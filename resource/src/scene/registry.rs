//! The uid → node registry.

use std::cell::RefCell;
use std::collections::HashMap;
use std::rc::Rc;

use super::node::SceneNode;

/// Lookup table from node uid to the live node object.
///
/// Owned by the resource database and shared (via `Rc`) with every load
/// context that needs to resolve node-uid pointers. Every node reachable
/// from the root that carries a non-zero uid is present exactly once.
#[derive(Debug, Default)]
pub struct NodeRegistry {
    root_uid: u32,
    root: Option<Rc<RefCell<SceneNode>>>,
    nodes: HashMap<u32, Rc<RefCell<SceneNode>>>,
}

impl NodeRegistry {
    pub fn new() -> Self {
        Self::default()
    }

    /// Uid of the scene root.
    pub fn root_uid(&self) -> u32 {
        self.root_uid
    }

    /// The scene root node.
    pub fn root(&self) -> Option<Rc<RefCell<SceneNode>>> {
        self.root.clone()
    }

    /// Install `node` as the scene root (registering it as well).
    pub fn set_root(&mut self, node: Rc<RefCell<SceneNode>>) {
        self.root_uid = node.borrow().uid;
        self.register(Rc::clone(&node));
        self.root = Some(node);
    }

    /// Resolve a uid. The root uid resolves to the root directly; uid 0 is
    /// never a node.
    pub fn find(&self, uid: u32) -> Option<Rc<RefCell<SceneNode>>> {
        if uid == 0 {
            return None;
        }
        if uid == self.root_uid {
            return self.root.clone();
        }
        self.nodes.get(&uid).cloned()
    }

    /// Register a node under its uid.
    ///
    /// Nodes with uid 0 are not registered. A duplicate uid keeps the first
    /// registration and logs the collision.
    pub fn register(&mut self, node: Rc<RefCell<SceneNode>>) {
        let uid = node.borrow().uid;
        if uid == 0 {
            return;
        }
        if let Some(existing) = self.nodes.get(&uid) {
            if !Rc::ptr_eq(existing, &node) {
                log::warn!("duplicate node uid {uid:#010x}, keeping the first registration");
            }
            return;
        }
        self.nodes.insert(uid, node);
    }

    /// Number of registered nodes.
    pub fn len(&self) -> usize {
        self.nodes.len()
    }

    pub fn is_empty(&self) -> bool {
        self.nodes.is_empty()
    }

    /// Every registered node, root first, in stable uid order after it.
    pub fn nodes(&self) -> Vec<Rc<RefCell<SceneNode>>> {
        let mut out = Vec::with_capacity(self.nodes.len());
        if let Some(root) = &self.root {
            out.push(Rc::clone(root));
        }
        let mut uids: Vec<u32> = self
            .nodes
            .keys()
            .copied()
            .filter(|&uid| uid != self.root_uid)
            .collect();
        uids.sort_unstable();
        for uid in uids {
            out.push(Rc::clone(&self.nodes[&uid]));
        }
        out
    }
}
◇ ◇ ◇ ◇ ◇
» EXERCISE
Count the lines of the material above that contain "SceneNode"; your reply is that number and no more.

» YOUR RESPONSE
8